- **Task statement**
Among these entries, how many lines contain "coords"? Say the number and nothing else.

- **Given information**
//! Human-readable log lines and the exportable run report.

use crate::config::Mode;
use crate::descent::Termination;
use crate::session::RunRecord;
use crate::trajectory::Step;
use anyhow::{bail, Context, Result};
use serde::Serialize;
use std::fmt;

/// One line of the step log.
#[derive(Debug, Clone, PartialEq, Serialize)]
pub struct LogEntry {
    pub index: usize,
    pub position: Vec<f64>,
    pub value: f64,
    pub gradient: Vec<f64>,
    /// The update applied after this step: `-learning_rate * gradient`.
    pub delta: Vec<f64>,
}

impl LogEntry {
    pub fn from_step(step: &Step, learning_rate: f64) -> Self {
        Self {
            index: step.index,
            position: step.position.clone(),
            value: step.value,
            gradient: step.gradient.clone(),
            delta: step.gradient.iter().map(|g| -learning_rate * g).collect(),
        }
    }
}

impl fmt::Display for LogEntry {
    fn fmt(&self, f: &mut fmt::Formatter<'_>) -> fmt::Result {
        let label = self.index + 1;
        match (
            self.position.as_slice(),
            self.gradient.as_slice(),
            self.delta.as_slice(),
        ) {
            ([x], [g], [dx]) => write!(
                f,
                "Step {label}: x = {x:.4}, f(x) = {:.4}, ∇f(x) = {g:.4}, Δx = {dx:.4}",
                self.value
            ),
            ([x, y], [gx, gy], _) => write!(
                f,
                "Step {label}: x = {x:.4}, y = {y:.4}, f(x,y) = {:.4}, ∇f = ({gx:.4}, {gy:.4})",
                self.value
            ),
            _ => write!(
                f,
                "Step {label}: position = {:?}, value = {:.4}",
                self.position, self.value
            ),
        }
    }
}

/// Everything an exporter needs to lay out a report document.
#[derive(Debug, Clone, PartialEq, Serialize)]
pub struct RunReport {
    pub title: String,
    pub function: String,
    pub update_rule: String,
    pub parameters: Vec<(String, String)>,
    pub termination: Termination,
    pub final_position: Vec<f64>,
    pub final_value: f64,
    pub entries: Vec<LogEntry>,
}

impl RunReport {
    pub fn build(record: &RunRecord) -> Result<Self> {
        let trajectory = record.trajectory();
        if trajectory.is_empty() {
            bail!("Cannot build a report for a run without recorded steps.");
        }
        let last = trajectory
            .last()
            .context("Trajectory has no final step.")?;
        let learning_rate = record.config.learning_rate;

        let (function, update_rule) = match record.config.mode {
            Mode::Curve => (
                format!("f(x) = {}", record.expression),
                "x_next = x_current - (learning_rate * gradient)",
            ),
            Mode::Surface => (
                format!("f(x, y) = {}", record.expression),
                "(x, y)_next = (x, y)_current - (learning_rate * gradient)",
            ),
        };

        let parameters = vec![
            ("Learning Rate".to_string(), learning_rate.to_string()),
            (
                "Total Iterations".to_string(),
                record.config.max_iterations.to_string(),
            ),
            ("Mode".to_string(), record.config.mode.to_string()),
            (
                "Starting Point".to_string(),
                format_point(&record.start),
            ),
            ("Steps Recorded".to_string(), trajectory.len().to_string()),
        ];

        Ok(Self {
            title: "Gradient Descent Analysis".to_string(),
            function,
            update_rule: update_rule.to_string(),
            parameters,
            termination: record.termination().clone(),
            final_position: last.position.clone(),
            final_value: last.value,
            entries: trajectory
                .iter()
                .map(|step| LogEntry::from_step(step, learning_rate))
                .collect(),
        })
    }

    /// Plain-text rendering of the report.
    pub fn render_text(&self) -> String {
        self.to_string()
    }
}

fn format_point(point: &[f64]) -> String {
    let coords: Vec<String> = point.iter().map(|c| format!("{c:.4}")).collect();
    format!("({})", coords.join(", "))
}

impl fmt::Display for RunReport {
    fn fmt(&self, f: &mut fmt::Formatter<'_>) -> fmt::Result {
        writeln!(f, "{}", self.title)?;
        writeln!(f, "{}", "=".repeat(self.title.chars().count()))?;
        writeln!(f)?;
        writeln!(f, "Optimization Problem")?;
        writeln!(f, "  Function: {}", self.function)?;
        writeln!(f, "  Update Rule: {}", self.update_rule)?;
        writeln!(f)?;
        writeln!(f, "Parameters")?;
        for (name, value) in &self.parameters {
            writeln!(f, "  {:<18}{}", format!("{name}:"), value)?;
        }
        writeln!(f)?;
        writeln!(f, "Optimization Progress")?;
        for entry in &self.entries {
            writeln!(f, "  {entry}")?;
        }
        writeln!(f)?;
        writeln!(f, "Outcome: {}", self.termination)?;
        write!(
            f,
            "Final point: {} with value {:.4}",
            format_point(&self.final_position),
            self.final_value
        )
    }
}

#[cfg(test)]
mod tests {
    use super::*;
    use crate::config::{Configuration, PlaybackSettings};
    use crate::session::Session;

    fn recorded_session(mode: Mode, text: &str, start: Vec<f64>) -> Session {
        let config = Configuration::new(0.1, 3, mode);
        let mut session = Session::new(config, PlaybackSettings::default()).expect("valid");
        session.set_expression(text).expect("compiles");
        session.start_run_at(start).expect("runs");
        session
    }

    #[test]
    fn curve_log_line_matches_panel_format() {
        let step = Step {
            index: 2,
            position: vec![1.234],
            value: 1.5228,
            gradient: vec![2.4681],
        };
        let entry = LogEntry::from_step(&step, 0.1);
        assert_eq!(
            entry.to_string(),
            "Step 3: x = 1.2340, f(x) = 1.5228, ∇f(x) = 2.4681, Δx = -0.2468"
        );
    }

    #[test]
    fn surface_log_line_lists_both_partials() {
        let step = Step {
            index: 0,
            position: vec![1.0, -2.0],
            value: 5.0,
            gradient: vec![2.0001, -3.9999],
        };
        let entry = LogEntry::from_step(&step, 0.5);
        assert_eq!(entry.delta, vec![-1.00005, 1.99995]);
        assert_eq!(
            entry.to_string(),
            "Step 1: x = 1.0000, y = -2.0000, f(x,y) = 5.0000, ∇f = (2.0001, -3.9999)"
        );
    }

    #[test]
    fn hand_built_entry_without_delta_still_formats() {
        let entry = LogEntry {
            index: 0,
            position: vec![1.0],
            value: 1.0,
            gradient: vec![2.0],
            delta: Vec::new(),
        };
        assert_eq!(entry.to_string(), "Step 1: position = [1.0], value = 1.0000");
    }

    #[test]
    fn report_covers_every_step() {
        let session = recorded_session(Mode::Curve, "x^2", vec![2.0]);
        let report = RunReport::build(session.run().expect("run")).expect("report");
        assert_eq!(report.entries.len(), 3);
        assert_eq!(report.function, "f(x) = x^2");
        assert_eq!(report.termination, Termination::Completed);

        let text = report.render_text();
        for heading in [
            "Gradient Descent Analysis",
            "Optimization Problem",
            "Parameters",
            "Optimization Progress",
        ] {
            assert!(text.contains(heading), "missing section {heading}");
        }
        assert!(text.contains("Step 1: x = 2.0000, f(x) = 4.0000"));
        assert!(text.contains("Starting Point:   (2.0000)"));
        assert!(text.contains("Outcome: completed"));
    }

    #[test]
    fn surface_report_names_both_variables() {
        let session = recorded_session(Mode::Surface, "x^2 + y^2", vec![1.0, 1.0]);
        let report = RunReport::build(session.run().expect("run")).expect("report");
        assert_eq!(report.function, "f(x, y) = x^2 + y^2");
        assert_eq!(report.final_position.len(), 2);
    }

    #[test]
    fn empty_run_has_no_report() {
        let session = recorded_session(Mode::Curve, "1 / x", vec![-1e-4]);
        let err = RunReport::build(session.run().expect("run")).expect_err("no steps");
        assert!(err.to_string().contains("without recorded steps"));
    }
}
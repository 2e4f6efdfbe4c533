use crate::error::EvaluationError;

/// A real-valued function of a fixed number of variables.
///
/// Implemented by compiled expressions; tests implement it directly for
/// closed-form functions.
pub trait Objective {
    /// Returns the number of input variables (1 or 2 for the visualizer).
    fn dimension(&self) -> usize;

    /// Evaluates the function at `point`.
    /// `point.len()` must equal `dimension()`.
    fn evaluate(&self, point: &[f64]) -> Result<f64, EvaluationError>;
}

impl<F: Objective + ?Sized> Objective for &F {
    fn dimension(&self) -> usize {
        (**self).dimension()
    }

    fn evaluate(&self, point: &[f64]) -> Result<f64, EvaluationError> {
        (**self).evaluate(point)
    }
}
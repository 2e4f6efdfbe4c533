//! Browser bindings for the gradient descent visualizer core.

mod session;

pub use session::WasmSession;

use anyhow::{anyhow, Result};
use descent_core::Mode;
use wasm_bindgen::prelude::*;

pub(crate) fn to_js_error(err: impl std::fmt::Display) -> JsValue {
    JsValue::from_str(&err.to_string())
}

pub(crate) fn parse_mode(name: &str) -> Result<Mode> {
    name.parse::<Mode>().map_err(|err| anyhow!(err))
}
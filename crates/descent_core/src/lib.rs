pub mod config;
pub mod descent;
pub mod differentiator;
pub mod equation_engine;
pub mod error;
pub mod playback;
pub mod plot;
pub mod report;
pub mod sampler;
pub mod session;
/// The `descent_core` crate is the numerical engine behind the gradient
/// descent visualizer. It turns a user formula into a safe evaluable
/// function and produces a deterministic, replayable trajectory that the
/// rendering, logging and export layers consume step by step.
///
/// Key components:
/// - **Equation Engine**: tokenizer, parser and bytecode VM for user formulas in `x` or `x, y`.
/// - **Differentiator**: forward finite-difference gradients.
/// - **Sampler**: random starting points on a fixed grid.
/// - **Descent**: the bounded descent state machine with divergence guards.
/// - **Trajectory / Playback / Session**: replay, cursor and cancellable playback.
pub mod traits;
pub mod trajectory;

pub use config::{Configuration, Mode, PlaybackSettings};
pub use descent::{run_descent, DescentEngine, DescentOutcome, EngineState, Termination};
pub use equation_engine::{compile, CompiledFunction};
pub use error::{CompileError, DescentError, EvaluationError, IndexError, SampleError, ValidationError};
pub use session::{PlaybackToken, RunRecord, Session, TickOutcome};
pub use traits::Objective;
pub use trajectory::{Advance, PlaybackCursor, Step, Trajectory};
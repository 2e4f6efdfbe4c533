//! Random starting points drawn from a fixed grid.

use crate::config::{Mode, START_VALUE_BOUND};
use crate::error::SampleError;
use crate::traits::Objective;
use log::debug;
use rand::Rng;

/// A one-dimensional grid `min, min + step, ..., max`, generated from integer
/// indices so that points such as `0.0` are hit exactly.
#[derive(Debug, Clone, Copy, PartialEq)]
pub struct GridAxis {
    pub min: f64,
    pub max: f64,
    pub step: f64,
}

impl GridAxis {
    pub fn points(self) -> impl Iterator<Item = f64> {
        let count = ((self.max - self.min) / self.step).round() as usize + 1;
        (0..count).map(move |i| self.min + self.step * i as f64)
    }
}

/// The sampling grid for a mode: `[-10, 10]` in 2D, `[-5, 5]^2` in 3D, step `0.5`.
pub fn grid_for_mode(mode: Mode) -> GridAxis {
    match mode {
        Mode::Curve => GridAxis {
            min: -10.0,
            max: 10.0,
            step: 0.5,
        },
        Mode::Surface => GridAxis {
            min: -5.0,
            max: 5.0,
            step: 0.5,
        },
    }
}

/// Every grid point where `f` evaluates to a finite value with `|f| < 100`.
pub fn valid_starting_points<F: Objective + ?Sized>(f: &F, mode: Mode) -> Vec<Vec<f64>> {
    let axis = grid_for_mode(mode);
    let candidates: Vec<Vec<f64>> = match mode {
        Mode::Curve => axis.points().map(|x| vec![x]).collect(),
        Mode::Surface => axis
            .points()
            .flat_map(move |x| axis.points().map(move |y| vec![x, y]))
            .collect(),
    };

    candidates
        .into_iter()
        .filter(|point| match f.evaluate(point) {
            Ok(value) => value.is_finite() && value.abs() < START_VALUE_BOUND,
            Err(_) => false,
        })
        .collect()
}

/// Picks one valid grid point uniformly at random.
pub fn sample_starting_point<F, R>(f: &F, mode: Mode, rng: &mut R) -> Result<Vec<f64>, SampleError>
where
    F: Objective + ?Sized,
    R: Rng + ?Sized,
{
    let mut valid = valid_starting_points(f, mode);
    if valid.is_empty() {
        debug!("no valid starting point on the {mode} grid");
        return Err(SampleError::NoValidPoint);
    }
    let index = rng.gen_range(0..valid.len());
    debug!(
        "sampled starting point {:?} from {} candidates",
        valid[index],
        valid.len()
    );
    Ok(valid.swap_remove(index))
}
impl OpCode {
    /// Net change in stack depth, and the depth required before the op runs.
    fn stack_effect(self) -> (isize, usize) {
        match self {
            OpCode::LoadConst(_) | OpCode::LoadVar(_) => (1, 0),
            OpCode::Add | OpCode::Sub | OpCode::Mul | OpCode::Div | OpCode::Pow => (-1, 2),
            OpCode::Neg | OpCode::Call(_) => (0, 1),
        }
    }
}

/// A validated sequence of operations.
///
/// Construction checks that the program never underflows and leaves exactly
/// one value, so execution only has to deal with numeric failures.
#[derive(Debug, Clone, PartialEq)]
pub struct Bytecode {
    ops: Vec<OpCode>,
    max_depth: usize,
}

impl Bytecode {
    pub fn new(ops: Vec<OpCode>) -> Result<Self, CompileError> {
        let mut depth = 0usize;
        let mut max_depth = 0usize;
        for op in &ops {
            let (delta, required) = op.stack_effect();
            if depth < required {
                return Err(CompileError::syntax("malformed program: stack underflow"));
            }
            depth = (depth as isize + delta) as usize;
            max_depth = max_depth.max(depth);
        }
        if depth != 1 {
            return Err(CompileError::syntax(
                "malformed program: expected a single result",
            ));
        }
        Ok(Self { ops, max_depth })
    }

    pub fn ops(&self) -> &[OpCode] {
        &self.ops
    }

    pub fn max_depth(&self) -> usize {
        self.max_depth
    }
}

fn finite(value: f64) -> Result<f64, EvaluationError> {
    if value.is_finite() {
        Ok(value)
    } else {
        Err(EvaluationError::NonFinite)
    }
}

// Validated programs never underflow; NaN would surface as NonFinite anyway.
fn pop(stack: &mut Vec<f64>) -> f64 {
    stack.pop().unwrap_or(f64::NAN)
}

/// Stack-based virtual machine for evaluating compiled expressions.
pub struct VM;
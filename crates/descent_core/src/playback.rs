use crate::config::PlaybackSettings;

/// A cancellable periodic timer driven by caller-supplied monotonic
/// timestamps in milliseconds, independent of the host's frame rate.
#[derive(Debug, Clone, PartialEq)]
pub struct Playback {
    interval_ms: f64,
    active: bool,
    last_tick: Option<f64>,
}

impl Playback {
    pub fn new(settings: PlaybackSettings) -> Self {
        Self {
            interval_ms: settings.interval_ms,
            active: false,
            last_tick: None,
        }
    }

    pub fn interval_ms(&self) -> f64 {
        self.interval_ms
    }

    pub fn is_active(&self) -> bool {
        self.active
    }

    /// Activates the timer. The first poll at or after `now` is due immediately.
    pub fn start(&mut self, now: f64) {
        self.active = true;
        self.last_tick = None;
        log::trace!("playback started at {now}");
    }

    pub fn cancel(&mut self) {
        self.active = false;
        self.last_tick = None;
    }

    /// Returns `true` when a tick is due at `now` and records it.
    pub fn poll(&mut self, now: f64) -> bool {
        if !self.active {
            return false;
        }
        match self.last_tick {
            Some(last) if now - last < self.interval_ms => false,
            _ => {
                self.last_tick = Some(now);
                true
            }
        }
    }
}

impl Default for Playback {
    fn default() -> Self {
        Self::new(PlaybackSettings::default())
    }
}

#[cfg(test)]
mod tests {
    use super::*;

    #[test]
    fn inactive_timer_never_ticks() {
        let mut playback = Playback::default();
        assert!(!playback.poll(0.0));
        assert!(!playback.poll(10_000.0));
    }

    #[test]
    fn ticks_respect_interval() {
        let mut playback = Playback::new(PlaybackSettings { interval_ms: 100.0 });
        playback.start(1_000.0);
        assert!(playback.poll(1_000.0));
        assert!(!playback.poll(1_050.0));
        assert!(!playback.poll(1_099.9));
        assert!(playback.poll(1_100.0));
        // A late frame does not queue extra ticks.
        assert!(playback.poll(1_500.0));
        assert!(!playback.poll(1_550.0));
    }

    #[test]
    fn cancel_stops_and_restart_ticks_immediately() {
        let mut playback = Playback::default();
        playback.start(0.0);
        assert!(playback.poll(0.0));
        playback.cancel();
        assert!(!playback.is_active());
        assert!(!playback.poll(1_000.0));

        playback.start(1_010.0);
        assert!(playback.poll(1_010.0));
    }
}
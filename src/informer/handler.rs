//! Event handler callbacks fired by the informer.

use tracing::{trace, warn};

use crate::model::{DynamicObject, ObjectKey};
use crate::queue::WorkQueue;

/// Receives change notifications after the local cache has been updated.
///
/// Handlers run on the informer's task and must not block.
pub trait ResourceEventHandler: Send + Sync {
    fn on_add(&self, obj: &DynamicObject);
    fn on_update(&self, old: &DynamicObject, new: &DynamicObject);
    fn on_delete(&self, obj: &DynamicObject);
}

/// Derives the key of every changed object and adds it to a work queue.
#[derive(Debug, Clone)]
pub struct QueueHandler {
    queue: WorkQueue,
}

impl QueueHandler {
    pub fn new(queue: WorkQueue) -> Self {
        Self { queue }
    }

    fn enqueue(&self, event: &'static str, obj: &DynamicObject) {
        match ObjectKey::of(obj) {
            Ok(key) => {
                trace!(event, %key, "enqueue");
                self.queue.add(key);
            }
            Err(e) => warn!(event, "cannot derive key: {e}"),
        }
    }
}

impl ResourceEventHandler for QueueHandler {
    fn on_add(&self, obj: &DynamicObject) {
        self.enqueue("add", obj);
    }

    fn on_update(&self, _old: &DynamicObject, new: &DynamicObject) {
        self.enqueue("update", new);
    }

    fn on_delete(&self, obj: &DynamicObject) {
        self.enqueue("delete", obj);
    }
}
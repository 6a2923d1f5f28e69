//! Integration tests for the informer, local cache, and queue handler.

use std::sync::{Arc, Mutex};
use std::time::Duration;

use keyq_controller::event::WatchEvent;
use keyq_controller::informer::{Informer, QueueHandler, ResourceEventHandler, Store};
use keyq_controller::model::{DynamicObject, ObjectKey, ObjectMeta};
use keyq_controller::queue::WorkQueue;
use serde_json::json;
use tokio::sync::mpsc;

#[derive(Default, Clone)]
struct Recording(Arc<Mutex<Vec<String>>>);

impl Recording {
    fn take(&self) -> Vec<String> {
        std::mem::take(&mut *self.0.lock().unwrap())
    }

    fn push(&self, op: &str, obj: &DynamicObject) {
        let key = ObjectKey::of(obj).unwrap();
        self.0.lock().unwrap().push(format!("{op} {key}"));
    }
}

impl ResourceEventHandler for Recording {
    fn on_add(&self, obj: &DynamicObject) {
        self.push("add", obj);
    }

    fn on_update(&self, _old: &DynamicObject, new: &DynamicObject) {
        self.push("update", new);
    }

    fn on_delete(&self, obj: &DynamicObject) {
        self.push("delete", obj);
    }
}

fn pod(namespace: &str, name: &str) -> DynamicObject {
    DynamicObject::new("Pod", ObjectMeta::named(Some(namespace), name))
}

async fn settle() {
    for _ in 0..10 {
        tokio::task::yield_now().await;
    }
}

#[tokio::test]
async fn events_update_cache_and_fire_handlers() {
    let recording = Recording::default();
    let informer = Informer::new(Store::new()).with_handler(recording.clone());
    let reader = informer.reader();
    let (tx, rx) = mpsc::channel(16);
    let task = tokio::spawn(informer.run(rx));

    tx.send(WatchEvent::Added(pod("default", "a"))).await.unwrap();
    tx.send(WatchEvent::Modified(
        pod("default", "a").with_field("status", json!({"phase": "Running"})),
    ))
    .await
    .unwrap();
    tx.send(WatchEvent::Added(pod("default", "b"))).await.unwrap();
    tx.send(WatchEvent::Deleted(pod("default", "b"))).await.unwrap();
    drop(tx);
    task.await.unwrap().unwrap();

    assert_eq!(
        recording.take(),
        vec!["add default/a", "update default/a", "add default/b", "delete default/b"]
    );
    assert!(reader.is_ready());
    assert_eq!(reader.list_keys().unwrap(), vec![ObjectKey::from("default/a")]);
    let cached = reader.get_by_key(&ObjectKey::from("default/a")).unwrap().unwrap();
    assert_eq!(cached.data["status"]["phase"], "Running");
    assert!(reader.get_by_key(&ObjectKey::from("default/b")).unwrap().is_none());
}

#[tokio::test]
async fn sync_list_diffs_against_cache() {
    let recording = Recording::default();
    let informer = Informer::new(Store::new()).with_handler(recording.clone());
    let reader = informer.reader();
    let (tx, rx) = mpsc::channel(16);
    let task = tokio::spawn(informer.run(rx));

    tx.send(WatchEvent::Restarted(vec![pod("default", "a"), pod("default", "b")]))
        .await
        .unwrap();
    tx.send(WatchEvent::Restarted(vec![pod("default", "b"), pod("default", "c")]))
        .await
        .unwrap();
    drop(tx);
    task.await.unwrap().unwrap();

    let mut events = recording.take();
    // Listed objects come first, in list order; removals follow.
    assert_eq!(&events[..2], ["add default/a", "add default/b"]);
    events.drain(..2);
    assert_eq!(events, vec!["update default/b", "add default/c", "delete default/a"]);
    assert_eq!(
        reader.list_keys().unwrap(),
        vec![ObjectKey::from("default/b"), ObjectKey::from("default/c")]
    );
}

#[tokio::test]
async fn namespace_scope_filters_events() {
    let recording = Recording::default();
    let informer = Informer::new(Store::new())
        .namespace("default")
        .with_handler(recording.clone());
    let reader = informer.reader();
    let (tx, rx) = mpsc::channel(16);
    let task = tokio::spawn(informer.run(rx));

    tx.send(WatchEvent::Added(pod("default", "a"))).await.unwrap();
    tx.send(WatchEvent::Added(pod("kube-system", "coredns"))).await.unwrap();
    tx.send(WatchEvent::Restarted(vec![pod("default", "a"), pod("other", "x")]))
        .await
        .unwrap();
    drop(tx);
    task.await.unwrap().unwrap();

    assert_eq!(recording.take(), vec!["add default/a", "update default/a"]);
    assert_eq!(reader.len(), 1);
}

#[tokio::test]
async fn queue_handler_enqueues_keys_once() {
    let queue = WorkQueue::with_default_limiter("pods");
    let informer = Informer::new(Store::new()).with_handler(QueueHandler::new(queue.clone()));
    let (tx, rx) = mpsc::channel(16);
    let task = tokio::spawn(informer.run(rx));

    tx.send(WatchEvent::Added(pod("default", "a"))).await.unwrap();
    tx.send(WatchEvent::Modified(pod("default", "a"))).await.unwrap();
    tx.send(WatchEvent::Added(pod("default", "b"))).await.unwrap();
    tx.send(WatchEvent::Deleted(pod("default", "b"))).await.unwrap();
    // Nameless objects cannot be keyed and are skipped.
    tx.send(WatchEvent::Added(DynamicObject::new("Pod", ObjectMeta::default())))
        .await
        .unwrap();
    drop(tx);
    task.await.unwrap().unwrap();

    assert_eq!(queue.len(), 2);
    assert_eq!(queue.get().await, Some(ObjectKey::from("default/a")));
    assert_eq!(queue.get().await, Some(ObjectKey::from("default/b")));
}

#[tokio::test]
async fn bookmark_and_error_events_leave_cache_alone() {
    let recording = Recording::default();
    let informer = Informer::new(Store::new()).with_handler(recording.clone());
    let reader = informer.reader();
    let (tx, rx) = mpsc::channel(16);
    let task = tokio::spawn(informer.run(rx));

    tx.send(WatchEvent::Bookmark(json!({"metadata": {"resourceVersion": "42"}})))
        .await
        .unwrap();
    tx.send(WatchEvent::Error(json!({"code": 410, "reason": "Expired"})))
        .await
        .unwrap();
    drop(tx);
    task.await.unwrap().unwrap();

    assert!(recording.take().is_empty());
    assert!(reader.is_empty());
}

#[tokio::test(start_paused = true)]
async fn resync_reannounces_cached_objects() {
    let recording = Recording::default();
    let informer = Informer::new(Store::new())
        .resync_every(Duration::from_secs(30))
        .with_handler(recording.clone());
    let handle = informer.handle();
    let (tx, rx) = mpsc::channel(16);
    let task = tokio::spawn(informer.run(rx));

    tx.send(WatchEvent::Added(pod("default", "a"))).await.unwrap();
    settle().await;
    assert_eq!(recording.take(), vec!["add default/a"]);

    tokio::time::sleep(Duration::from_secs(31)).await;
    settle().await;
    assert_eq!(recording.take(), vec!["update default/a"]);

    handle.shutdown();
    task.await.unwrap().unwrap();
}

#[tokio::test]
async fn shutdown_stops_informer_with_open_source() {
    let informer = Informer::new(Store::new());
    let reader = informer.reader();
    let handle = informer.handle();
    let (_tx, rx) = mpsc::channel::<WatchEvent>(1);
    let task = tokio::spawn(informer.run(rx));

    handle.shutdown();
    tokio::time::timeout(Duration::from_secs(5), task)
        .await
        .expect("informer did not stop")
        .unwrap()
        .unwrap();
    reader.wait_until_ready().await.unwrap();
}
//! Controller: worker pool, reconcile step and retry policy.

pub mod control;
pub mod reconciler;
pub mod retry;

pub use control::{Controller, ControllerHandle, SyncOutcome};
pub use reconciler::{PodLogger, Reconciler};
pub use retry::{DEFAULT_MAX_RETRIES, RetryDecision, RetryPolicy};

- **Exercise output**
2